Ardh-mashinikaran – mining a new concept
For the longest time, Niyogi remained a rare trade unionist, whose platform extended beyond wages and better working conditions, to include discussions on ethnicity and inclusivity by organizing contractual workers engaged in the iron mines. This was in the late 1970s when mechanization was just entering the mineral extraction sector and the fear of large retrenchments was looming.

Instead of seceding the intellectual ground to the management, Niyogi grabbed the narrative by directly addressing production, productivity and efficiency. This is where Niyogi becomes an unusual figure, attracting IIT engineers from Bombay and Delhi and social scientists who worked with Dalli-Rajhara miners, living in the union office to reach a technical solution. 

The technical alternative that emerged was Ardh-mashinikaran or semi-mechanization of the mining process.
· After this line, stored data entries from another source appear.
//! Mock backend for testing without a live model.
//!
//! [`MockBackend`] returns pre-configured responses in order, allowing
//! downstream consumers to write deterministic tests against this crate.
//!
//! # Example
//!
//! ```
//! use llm_extract::backend::MockBackend;
//!
//! let mock = MockBackend::new(vec!["{\"sentiment\": \"positive\"}".to_string()]);
//! ```

use std::sync::atomic::{AtomicUsize, Ordering};

use async_trait::async_trait;
use reqwest::Client;

use super::{Backend, ModelRequest, ModelResponse};
use crate::error::Result;

/// A test backend that returns canned responses in order.
///
/// Cycles back to the beginning when all responses have been consumed.
#[derive(Debug)]
pub struct MockBackend {
    responses: Vec<String>,
    index: AtomicUsize,
}

impl MockBackend {
    /// Create a mock backend with the given canned responses.
    ///
    /// Responses are returned in order. When exhausted, cycles from the beginning.
    pub fn new(responses: Vec<String>) -> Self {
        assert!(
            !responses.is_empty(),
            "MockBackend requires at least one response"
        );
        Self {
            responses,
            index: AtomicUsize::new(0),
        }
    }

    /// Create a mock that always returns the same response.
    pub fn fixed(response: impl Into<String>) -> Self {
        Self::new(vec![response.into()])
    }

    fn next_response(&self) -> String {
        let idx = self.index.fetch_add(1, Ordering::Relaxed) % self.responses.len();
        self.responses[idx].clone()
    }
}

#[async_trait]
impl Backend for MockBackend {
    async fn complete(
        &self,
        _client: &Client,
        _base_url: &str,
        _request: &ModelRequest,
    ) -> Result<ModelResponse> {
        Ok(ModelResponse {
            text: self.next_response(),
            status: 200,
            metadata: None,
        })
    }

    fn name(&self) -> &'static str {
        "mock"
    }
}

#[cfg(test)]
mod tests {
    use super::*;
    use crate::backend::ModelConfig;

    fn request() -> ModelRequest {
        ModelRequest {
            system_prompt: None,
            prompt: "test".to_string(),
            config: ModelConfig::default(),
        }
    }

    #[tokio::test]
    async fn test_mock_fixed_response() {
        let mock = MockBackend::fixed("Hello!");
        let client = Client::new();
        let resp = mock
            .complete(&client, "http://unused", &request())
            .await
            .unwrap();
        assert_eq!(resp.text, "Hello!");
        assert_eq!(resp.status, 200);
    }

    #[tokio::test]
    async fn test_mock_cycles_responses() {
        let mock = MockBackend::new(vec!["first".into(), "second".into()]);
        let client = Client::new();
        let r1 = mock.complete(&client, "http://unused", &request()).await.unwrap();
        let r2 = mock.complete(&client, "http://unused", &request()).await.unwrap();
        let r3 = mock.complete(&client, "http://unused", &request()).await.unwrap();
        assert_eq!(r1.text, "first");
        assert_eq!(r2.text, "second");
        assert_eq!(r3.text, "first"); // cycles
    }
}
pub mod cache;
pub mod gps;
The entire manufacturing and mining process was rejigged to save jobs and to achieve production goals.  Labor cooperatives would handle the mining process and iron ore production, that turned out to be pretty successful for a fairly long time.

24×7 support and an environmental policy
What made the CMM different was the assurance of a 24×7 union; which meant that any issue that impacted its members’ could be brought to the union office; from domestic violence, environmental pollution to forest degradation and even the 1984 anti- Sikh riots.  
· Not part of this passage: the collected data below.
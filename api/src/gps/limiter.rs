use std::sync::Mutex;
use std::time::Duration;
use tokio::time::Instant;

/// Fixed-window rate limiter bounding outbound calls to the Compass GPS
/// endpoints. Advisory and process-local: a rejection means the caller must
/// fall back to stored data instead of making the HTTP request. State is not
/// persisted and resets on restart.
#[derive(Debug)]
pub struct FixedWindowLimiter {
    window: Duration,
    cap: u32,
    state: Mutex<Window>,
}

#[derive(Debug)]
struct Window {
    started: Instant,
    count: u32,
}

impl FixedWindowLimiter {
    pub fn new(window: Duration, cap: u32) -> Self {
        FixedWindowLimiter {
            window,
            cap,
            state: Mutex::new(Window {
                started: Instant::now(),
                count: 0,
            }),
        }
    }

    /// Counts one attempted call. Returns false when the current window is
    /// already at capacity.
    pub fn try_acquire(&self) -> bool {
        let mut window = self.state.lock().expect("rate limiter lock poisoned");
        let now = Instant::now();
        if now.duration_since(window.started) > self.window {
            window.started = now;
            window.count = 0;
        }
        window.count += 1;
        window.count <= self.cap
    }
}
In one interesting instance, a union worker’s Adivasi brother whose headload of forest wood was confiscated by the Forest Department became the catalyst for the union to scrutinize issues of rights and justice in India’s environment laws.  It resulted in an environmental policy, possibly the first such document to be penned by an Indian trade union in the 1980s.

Shram – a working class marker for regional identification
The CMM actively encouraged the local Chhattisgariya to take on leadership positions and fight for equal rights and remuneration, as a matter of dignity. While permanent staff at the steel plant were non-Chhattisgariya, the local contractual workers were culturally and economically discriminated. The concept of dignity helped Niyogi’s CMM to re-define a Chhattisgariya as someone who labors in the region and contributes to the land. If your Shram is delivered on this land, you are a legitimate citizen of the land. This working class definition merged regional identity with labor and did not allow ethnic chauvinism to take over.  Two popular examples to drive that point home, alluded to an erstwhile king of the region and an industrialist who were born locally but didn’t labor in the region.

The reader can expect a glimpse into a lost moment in Indian history, into a rare trade union whose workers engaged creatively and brought solidarity between the labor and ecology movements which have traditionally been at loggerheads. The book makes a case that there is a historical precedent where a trade union worked towards better industrial practices, arguing for forest preservation and understanding that their lives and their communities were intertwined with ecological conservation.